An age old question: “Which mortgage is right for me?”

When shopping for a home loan, whether it’s a new purchase-money mortgage or a refinance, knowing which loan type to pick and why is absolutely paramount.

After all, the choice you make today will affect your checkbook for years to come. Possibly even 30. So it’s important to put some thought behind your decision.

Yes, it will involve a mortgage calculator, research, note taking, and not least of which, your precious time.

We’re not shopping for a microwave here folks. We’re talking about one the bigger financial decisions of your life.

Two Main Mortgage Categories – Fixed & Adjustable

30-Year Fixed Mortgage: 6.75% (rate never changes)
5/1 ARM: 6.25% (rate can go up after five years)

  • You basically have one major choice to make: fixed or adjustable?
  • Go with a fixed-rate mortgage and never worry about your interest rate increasing
  • Or choose a cheaper ARM today and risk a major payment jump in the future
  • Either way you still need to keep an eye on interest rates over time

When selecting an appropriate mortgage, it generally comes down to two main choices. Fixed or adjustable. A timeless mortgage question to be sure.

Do you go with the relative safety of a 15- or 30-year fixed-rate mortgage, or do you try your luck with an adjustable-rate mortgage?

The answer depends on your unique financial position, how long you plan to hold the property, the general state of the economy, and your own individual risk appetite.

If you’re the type who likes to play it safe, a fixed-rate mortgage is probably the best choice, hands down.

With a FRM, you won’t have to worry about the interest rate changing at all throughout the life of the loan, which means you won’t ever see your monthly mortgage payment increase.

This is certainly great peace of mind, but you do pay a bit of a price for it. Nothing is free.

Currently, mortgage rates on 30-year fixed loans are hovering around 6.75%, while 5/1 ARMs are pricing about a half point to a full percentage point lower.

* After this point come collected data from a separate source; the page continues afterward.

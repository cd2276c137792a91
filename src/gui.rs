use std::string::String;

use egui_wgpu::ScreenDescriptor;
use winit::window::Window;

pub struct GUI {
    ctx: egui::Context,
    state: egui_winit::State,
    renderer: egui_wgpu::Renderer,
    pub ray_num: usize,
    pub distance: f32,
    pub soft_shadow_length: f32,
    light_hue: f32,
    light_saturation: f32,
    light_intensity: f32,
    light_alpha: f32,
    pub soft: bool,
    pub xray: bool,
    pub static_light: bool,
    pub culling: bool,
    v_sync: bool,
    fps_str: String,
    lights_str: String,
    cursor_str: String,
}

impl GUI {
    pub fn new(window: &Window, device: &wgpu::Device, surface_format: &wgpu::TextureFormat) -> Self {
        let ctx = egui::Context::default();
        let state = egui_winit::State::new(
            ctx.clone(),
            egui::ViewportId::ROOT,
            window,
            Some(window.scale_factor() as f32),
            None,
        );
        let renderer = egui_wgpu::Renderer::new(device, *surface_format, None, 1);

        Self {
            ctx,
            state,
            renderer,
            ray_num: 128,
            distance: 15.0,
            soft_shadow_length: 2.5,
            light_hue: 0.12,
            light_saturation: 0.35,
            light_intensity: 0.9,
            light_alpha: 0.75,
            soft: true,
            xray: false,
            static_light: false,
            culling: true,
            v_sync: true,
            fps_str: "FPS: -".to_string(),
            lights_str: "LIGHTS: -".to_string(),
            cursor_str: "CURSOR: -".to_string(),
        }
    }

    /// Feeds a window event to egui. Returns true when egui consumed it.
    pub fn input(&mut self, window: &Window, event: &winit::event::WindowEvent) -> bool {
        self.state.on_window_event(window, event).consumed
    }

    pub fn wants_pointer(&self) -> bool {
        self.ctx.wants_pointer_input()
    }

    pub fn update_fps(&mut self, fps: f32) {
        self.fps_str = format!("FPS: {:.1}", fps);
    }

    pub fn update_lights(&mut self, rendered: usize, total: usize) {
        self.lights_str = format!("LIGHTS: {}/{}", rendered, total);
    }

    pub fn update_cursor(&mut self, lit: bool) {
        self.cursor_str = if lit { "CURSOR: lit" } else { "CURSOR: shadow" }.to_string();
    }

    fn ui(&mut self, ctx: &egui::Context) {
        egui::Window::new("Stats")
            .resizable(false)
            .title_bar(false)
            .anchor(egui::Align2::LEFT_BOTTOM, egui::Vec2::ZERO)
            .show(ctx, |ui| {
                ui.horizontal(|ui| {
                    ui.add(egui::Checkbox::new(&mut self.v_sync, "VSync"));
                    ui.label(self.fps_str.as_str());
                    ui.label(self.lights_str.as_str());
                    ui.label(self.cursor_str.as_str());
                });
            });

        egui::Window::new("Chain light")
            .resizable(false)
            .show(ctx, |ui| {
                ui.add(egui::Slider::new(&mut self.ray_num, 2..=512).logarithmic(true).text("rays"));
                ui.add(egui::Slider::new(&mut self.distance, 0.5..=40.0).text("distance"));
                ui.add(egui::Slider::new(&mut self.soft_shadow_length, 0.0..=10.0).text("soft shadow length"));
                ui.add(egui::Slider::new(&mut self.light_hue, 0.0..=1.0).text("light hue"));
                ui.add(egui::Slider::new(&mut self.light_saturation, 0.0..=1.0).text("light saturation"));
                ui.add(egui::Slider::new(&mut self.light_intensity, 0.0..=1.0).text("light intensity"));
                ui.add(egui::Slider::new(&mut self.light_alpha, 0.0..=1.0).text("light alpha"));
                ui.separator();
                ui.add(egui::Checkbox::new(&mut self.soft, "soft shadows"));
                ui.add(egui::Checkbox::new(&mut self.xray, "x-ray"));
                ui.add(egui::Checkbox::new(&mut self.static_light, "static"));
                ui.add(egui::Checkbox::new(&mut self.culling, "culling"));
            });
    }

    /// Draws the panels on top of `view`. Returns the command buffers egui
    /// needs submitted ahead of `encoder`.
    pub fn render(
        &mut self,
        window: &Window,
        device: &wgpu::Device,
        queue: &wgpu::Queue,
        encoder: &mut wgpu::CommandEncoder,
        view: &wgpu::TextureView,
    ) -> Vec<wgpu::CommandBuffer> {
        let raw_input = self.state.take_egui_input(window);
        let ctx = self.ctx.clone();
        let output = ctx.run(raw_input, |ctx| self.ui(ctx));
        self.state.handle_platform_output(window, output.platform_output);

        let paint_jobs = ctx.tessellate(output.shapes, output.pixels_per_point);
        let size = window.inner_size();
        let screen_descriptor = ScreenDescriptor {
            size_in_pixels: [size.width, size.height],
            pixels_per_point: output.pixels_per_point,
        };

        for (id, delta) in &output.textures_delta.set {
            self.renderer.update_texture(device, queue, *id, delta);
        }
        let user_buffers = self.renderer.update_buffers(device, queue, encoder, &paint_jobs, &screen_descriptor);

        {
            let mut render_pass = encoder.begin_render_pass(&wgpu::RenderPassDescriptor {
                label: Some("GUI pass"),
                color_attachments: &[Some(wgpu::RenderPassColorAttachment {
                    view,
                    resolve_target: None,
                    ops: wgpu::Operations {
                        load: wgpu::LoadOp::Load,
                        store: wgpu::StoreOp::Store,
                    },
                })],
                depth_stencil_attachment: None,
                timestamp_writes: None,
                occlusion_query_set: None,
            });
            self.renderer.render(&mut render_pass, &paint_jobs, &screen_descriptor);
        }

        for id in &output.textures_delta.free {
            self.renderer.free_texture(id);
        }
        user_buffers
    }

    /// Linear RGBA light color picked in the panel.
    pub fn light_color(&self) -> [f32; 4] {
        let [r, g, b] = ecolor::rgb_from_hsv((self.light_hue, self.light_saturation, self.light_intensity));
        [r, g, b, self.light_alpha]
    }

    pub fn present_mode(&self) -> wgpu::PresentMode {
        if self.v_sync {
            wgpu::PresentMode::Fifo
        } else {
            wgpu::PresentMode::Immediate
        }
    }
}
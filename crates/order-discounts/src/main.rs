use std::io::{stdin, stdout};

use miette::Result;
use tracing_subscriber::prelude::*;

fn main() -> Result<()> {
    // stdout carries the result document, logs go to stderr only
    tracing_subscriber::registry()
        .with(
            tracing_subscriber::EnvFilter::try_from_default_env()
                .unwrap_or_else(|_| "order_discounts=warn,discounts=warn".into()),
        )
        .with(tracing_subscriber::fmt::layer().with_writer(std::io::stderr))
        .init();

    tracing::debug!("reading function input");
    discounts::respond(stdin().lock(), stdout().lock())?;
    Ok(())
}
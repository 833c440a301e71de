pub mod function;
pub mod output;
#[cfg(feature = "runner")]
pub mod runner;

#[cfg(feature = "runner")]
use clap::Parser;
#[cfg(feature = "runner")]
use config::File;
use miette::Diagnostic;
#[cfg(feature = "runner")]
use serde::{Deserialize, Serialize};
#[cfg(feature = "runner")]
use std::path::PathBuf;
use thiserror::Error;

pub use function::{parse_input, respond, run, write_output};
pub use output::{DiscountApplicationStrategy, FunctionResult};
#[cfg(feature = "runner")]
pub use runner::FunctionRunner;

#[derive(Debug, Error, Diagnostic)]
pub enum Error {
    #[error("function input is not valid JSON")]
    #[diagnostic(
        code(discounts::parse),
        help("the function expects a single UTF-8 encoded JSON object on stdin")
    )]
    Parse(#[source] serde_json::Error),

    #[error("function input must be a JSON object, found {found}")]
    #[diagnostic(code(discounts::not_an_object))]
    NotAnObject { found: &'static str },

    #[error(transparent)]
    Io(#[from] std::io::Error),

    #[error(transparent)]
    Json(#[from] serde_json::Error),

    #[cfg(feature = "runner")]
    #[error(transparent)]
    Config(#[from] config::ConfigError),

    #[cfg(feature = "runner")]
    #[error(transparent)]
    WasmTime(#[from] wasmtime::Error),

    #[cfg(feature = "runner")]
    #[error("function exited with code {code}")]
    #[diagnostic(code(discounts::function_exit))]
    FunctionExit { code: i32 },

    #[cfg(feature = "runner")]
    #[error("function output is not a discount result")]
    #[diagnostic(code(discounts::invalid_output))]
    InvalidOutput(#[source] serde_json::Error),

    #[error("{0}")]
    ErrorValue(String),
}

pub type Result<T> = miette::Result<T, Error>;

#[cfg(feature = "runner")]
const DEFAULT_CONFIG_FILE: &str = "/etc/discounts.yaml";

#[cfg(feature = "runner")]
#[derive(Parser, Clone, Debug)]
pub struct Args {
    /// JSON input file, stdin when omitted
    pub input: Option<PathBuf>,

    /// compiled function module (.wasm or .wat)
    #[arg(long, short)]
    pub function: Option<String>,

    #[arg(long, short)]
    pub config: Option<String>,
}

#[cfg(feature = "runner")]
#[derive(Deserialize, Serialize, Debug)]
pub struct Config {
    pub function: FunctionConfig,
}

#[cfg(feature = "runner")]
#[derive(Deserialize, Serialize, Debug)]
pub struct FunctionConfig {
    pub path: PathBuf,
}

#[cfg(feature = "runner")]
pub fn load_config(args: &Args) -> Result<Config> {
    let file = args.config.as_deref().unwrap_or(DEFAULT_CONFIG_FILE);
    let cfg = config::Config::builder()
        .add_source(File::with_name(file).required(false))
        .set_override_option("function.path", args.function.clone())?
        .build()?;

    Ok(cfg.try_deserialize()?)
}
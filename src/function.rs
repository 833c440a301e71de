use std::io::{Read, Write};

use serde::Deserialize;
use serde_json::{Map, Value};

use crate::output::FunctionResult;
use crate::{Error, Result};

/// Parses the function input and checks that its top-level value is an object.
///
/// Nesting depth is unbounded; the stack grows on demand for deep documents.
pub fn parse_input(input: &[u8]) -> Result<Map<String, Value>> {
    let mut deserializer = serde_json::Deserializer::from_slice(input);
    deserializer.disable_recursion_limit();
    let value = Value::deserialize(serde_stacker::Deserializer::new(&mut deserializer))
        .map_err(Error::Parse)?;
    deserializer.end().map_err(Error::Parse)?;
    match value {
        Value::Object(object) => Ok(object),
        other => Err(Error::NotAnObject {
            found: json_type(&other),
        }),
    }
}

/// Computes the function result for a raw input document.
///
/// The input is validated and then ignored: this function has no discounts to
/// offer, so every well-formed object yields the same result.
pub fn run(input: &[u8]) -> Result<FunctionResult> {
    let configuration = parse_input(input)?;
    tracing::debug!(
        bytes = input.len(),
        keys = configuration.len(),
        "parsed function input"
    );
    Ok(FunctionResult::default())
}

/// Writes `result` pretty-printed, followed by a newline.
pub fn write_output<W: Write>(mut writer: W, result: &FunctionResult) -> Result<()> {
    serde_json::to_writer_pretty(&mut writer, result)?;
    writer.write_all(b"\n")?;
    writer.flush()?;
    Ok(())
}

/// Reads `reader` to the end, runs the function and writes the result.
///
/// Nothing reaches `writer` unless the input was accepted.
pub fn respond<R: Read, W: Write>(mut reader: R, writer: W) -> Result<()> {
    let mut input = Vec::new();
    reader.read_to_end(&mut input)?;
    let result = run(&input)?;
    write_output(writer, &result)
}

fn json_type(value: &Value) -> &'static str {
    match value {
        Value::Null => "null",
        Value::Bool(_) => "boolean",
        Value::Number(_) => "number",
        Value::String(_) => "string",
        Value::Array(_) => "array",
        Value::Object(_) => "object",
    }
}
use discounts::{respond, run, Error, FunctionResult};
use proptest::prelude::*;
use serde_json::{Map, Value};

const EXPECTED: &str = "{\n  \"discounts\": [],\n  \"discountApplicationStrategy\": \"FIRST\"\n}\n";

fn json_leaf() -> impl Strategy<Value = Value> {
    prop_oneof![
        Just(Value::Null),
        any::<bool>().prop_map(Value::Bool),
        any::<i64>().prop_map(Value::from),
        "[a-zA-Z0-9 ]{0,16}".prop_map(Value::String),
    ]
}

fn json_value() -> impl Strategy<Value = Value> {
    json_leaf().prop_recursive(3, 32, 6, |inner| {
        prop_oneof![
            prop::collection::vec(inner.clone(), 0..6).prop_map(Value::Array),
            prop::collection::btree_map("[a-z]{1,8}", inner, 0..6)
                .prop_map(|entries| Value::Object(entries.into_iter().collect())),
        ]
    })
}

fn json_object() -> impl Strategy<Value = Map<String, Value>> {
    prop::collection::btree_map("[a-zA-Z_]{1,12}", json_value(), 0..8)
        .prop_map(|entries| entries.into_iter().collect())
}

proptest! {
    #[test]
    fn any_object_gets_the_fixed_document(object in json_object()) {
        let input = serde_json::to_vec(&Value::Object(object)).unwrap();
        let mut out = Vec::new();
        respond(input.as_slice(), &mut out).unwrap();
        prop_assert_eq!(String::from_utf8(out).unwrap(), EXPECTED);
    }

    #[test]
    fn pretty_printed_input_is_accepted(object in json_object()) {
        let input = serde_json::to_vec_pretty(&Value::Object(object)).unwrap();
        prop_assert_eq!(run(&input).unwrap(), FunctionResult::default());
    }

    #[test]
    fn non_objects_are_rejected(value in json_value().prop_filter("not an object", |v| !v.is_object())) {
        let input = serde_json::to_vec(&value).unwrap();
        let mut out = Vec::new();
        let res = respond(input.as_slice(), &mut out);
        prop_assert!(
            matches!(res, Err(Error::NotAnObject { .. })),
            "unexpected result: {:?}",
            res
        );
        prop_assert!(out.is_empty());
    }

    #[test]
    fn truncated_objects_are_parse_errors(object in json_object()) {
        let input = serde_json::to_vec(&Value::Object(object)).unwrap();
        let truncated = &input[..input.len() - 1];
        prop_assert!(matches!(run(truncated), Err(Error::Parse(_))));
    }
}

#[test]
fn fixed_document_round_trips_through_the_model() {
    let parsed: FunctionResult = serde_json::from_str(EXPECTED).unwrap();
    assert_eq!(parsed, FunctionResult::default());
}
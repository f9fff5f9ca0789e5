//! Process-wide message store handle
//!
//! The store is opened at most once per process and lives until exit.
//! [`initialize`] opens it with an explicit config; [`db`] hands out the
//! shared handle and opens it with [`Config::default`] if nobody has yet.
//! Code that wants its own store calls [`open_store`] and passes the handle
//! around instead.

use tokio::sync::OnceCell;

use msgstore_storage::MessageStore;

use crate::config::Config;
use crate::error::CoreError;
use crate::Result;

static STORE: OnceCell<MessageStore> = OnceCell::const_new();

pub async fn open_store(config: &Config) -> Result<MessageStore> {
    let store = MessageStore::open(config.store_config()?).await?;

    tracing::info!(
        path = %config.database_path().display(),
        page_size = config.query_page_size,
        "Message store ready"
    );

    Ok(store)
}

/// Open the process-wide store with `config`. Fails with
/// [`CoreError::AlreadyInitialized`] once a store exists.
pub async fn initialize(config: Config) -> Result<&'static MessageStore> {
    if STORE.initialized() {
        return Err(CoreError::AlreadyInitialized);
    }

    let store = open_store(&config).await?;
    STORE
        .set(store)
        .map_err(|_| CoreError::AlreadyInitialized)?;

    STORE.get().ok_or(CoreError::AlreadyInitialized)
}

/// The shared store, opened with the default config on first access.
pub async fn db() -> Result<&'static MessageStore> {
    STORE
        .get_or_try_init(|| async { open_store(&Config::default()).await })
        .await
}

pub fn is_initialized() -> bool {
    STORE.initialized()
}
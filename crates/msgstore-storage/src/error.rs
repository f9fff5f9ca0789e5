//! Storage error types

use rusqlite::ErrorCode;
use thiserror::Error;

#[derive(Error, Debug)]
pub enum StorageError {
    #[error("Storage unavailable: {0}")]
    StorageUnavailable(String),

    #[error("Constraint violation: key {key:?} already exists in {table}")]
    ConstraintViolation { table: String, key: String },

    #[error("Key space exhausted: {table} has no surrogate keys left")]
    KeySpaceExhausted { table: String },

    #[error("Invalid schema: {0}")]
    Schema(String),

    #[error("Schema version mismatch: database is at version {found}, declared version is {expected}")]
    VersionMismatch { found: i32, expected: i32 },

    #[error("SQLite error: {0}")]
    Sqlite(rusqlite::Error),

    #[error("Storage task failed: {0}")]
    Task(String),
}

impl StorageError {
    pub fn is_unavailable(&self) -> bool {
        matches!(self, StorageError::StorageUnavailable(_))
    }

    pub fn is_constraint_violation(&self) -> bool {
        matches!(self, StorageError::ConstraintViolation { .. })
    }
}

/// Failures where the host cannot give us a usable database file are
/// reported as `StorageUnavailable`; everything else stays an engine error.
impl From<rusqlite::Error> for StorageError {
    fn from(e: rusqlite::Error) -> Self {
        match e.sqlite_error_code() {
            Some(
                ErrorCode::CannotOpen
                | ErrorCode::ReadOnly
                | ErrorCode::DiskFull
                | ErrorCode::PermissionDenied
                | ErrorCode::SystemIoFailure
                | ErrorCode::NotADatabase,
            ) => StorageError::StorageUnavailable(e.to_string()),
            _ => StorageError::Sqlite(e),
        }
    }
}

impl From<std::io::Error> for StorageError {
    fn from(e: std::io::Error) -> Self {
        StorageError::StorageUnavailable(e.to_string())
    }
}

impl From<tokio::task::JoinError> for StorageError {
    fn from(e: tokio::task::JoinError) -> Self {
        StorageError::Task(e.to_string())
    }
}
//! Message records

use chrono::{DateTime, SecondsFormat, Utc};
use serde::{Deserialize, Serialize};

/// A stored message.
#[derive(Debug, Clone, PartialEq, Eq, Serialize, Deserialize)]
pub struct Message {
    /// Primary key
    pub id: String,
    pub topic: String,
    pub message: String,
    /// ISO 8601 timestamp, supplied by the producer
    pub timestamp: String,
}

impl Message {
    pub fn new(
        id: impl Into<String>,
        topic: impl Into<String>,
        message: impl Into<String>,
        timestamp: impl Into<String>,
    ) -> Self {
        Self {
            id: id.into(),
            topic: topic.into(),
            message: message.into(),
            timestamp: timestamp.into(),
        }
    }

    /// Parse the timestamp. The store never checks it, so this is `None`
    /// for anything that isn't RFC 3339.
    pub fn timestamp_utc(&self) -> Option<DateTime<Utc>> {
        DateTime::parse_from_rfc3339(&self.timestamp)
            .ok()
            .map(|dt| dt.with_timezone(&Utc))
    }
}

/// An insert request. Without an `id` the engine assigns the next surrogate key.
#[derive(Debug, Clone, PartialEq, Eq, Serialize, Deserialize)]
pub struct NewMessage {
    #[serde(default, skip_serializing_if = "Option::is_none")]
    pub id: Option<String>,
    pub topic: String,
    pub message: String,
    pub timestamp: String,
}

impl NewMessage {
    pub fn new(
        topic: impl Into<String>,
        message: impl Into<String>,
        timestamp: impl Into<String>,
    ) -> Self {
        Self {
            id: None,
            topic: topic.into(),
            message: message.into(),
            timestamp: timestamp.into(),
        }
    }

    /// Stamp with the current UTC time
    pub fn now(topic: impl Into<String>, message: impl Into<String>) -> Self {
        Self::new(
            topic,
            message,
            Utc::now().to_rfc3339_opts(SecondsFormat::Millis, true),
        )
    }

    pub fn with_id(mut self, id: impl Into<String>) -> Self {
        self.id = Some(id.into());
        self
    }

    pub(crate) fn into_message(self, id: String) -> Message {
        Message {
            id,
            topic: self.topic,
            message: self.message,
            timestamp: self.timestamp,
        }
    }
}

impl From<Message> for NewMessage {
    fn from(m: Message) -> Self {
        Self {
            id: Some(m.id),
            topic: m.topic,
            message: m.message,
            timestamp: m.timestamp,
        }
    }
}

Jump to mortgage choice topics:

There Isn’t One Right Mortgage
If You Don’t Like Risk…Think Fixed
If Open to Some Risk or Plan a Short Stay, an ARM Might Work
If You Want to Own More of Your Home Sooner
If You Want to Pay Off Your Mortgage Slowly
If You Want the Lowest Rate on Your Mortgage
If You Want to Tap Equity

ARMs Come In Many Varieties, Some Lower Risk Than Others

That brings us to adjustable-rate mortgages. These days, most ARMs are in fact hybrid ARMs, meaning they’re fixed for a certain period of time before becoming adjustable.

So you actually get some built-in peace of mind, at least for the first few years.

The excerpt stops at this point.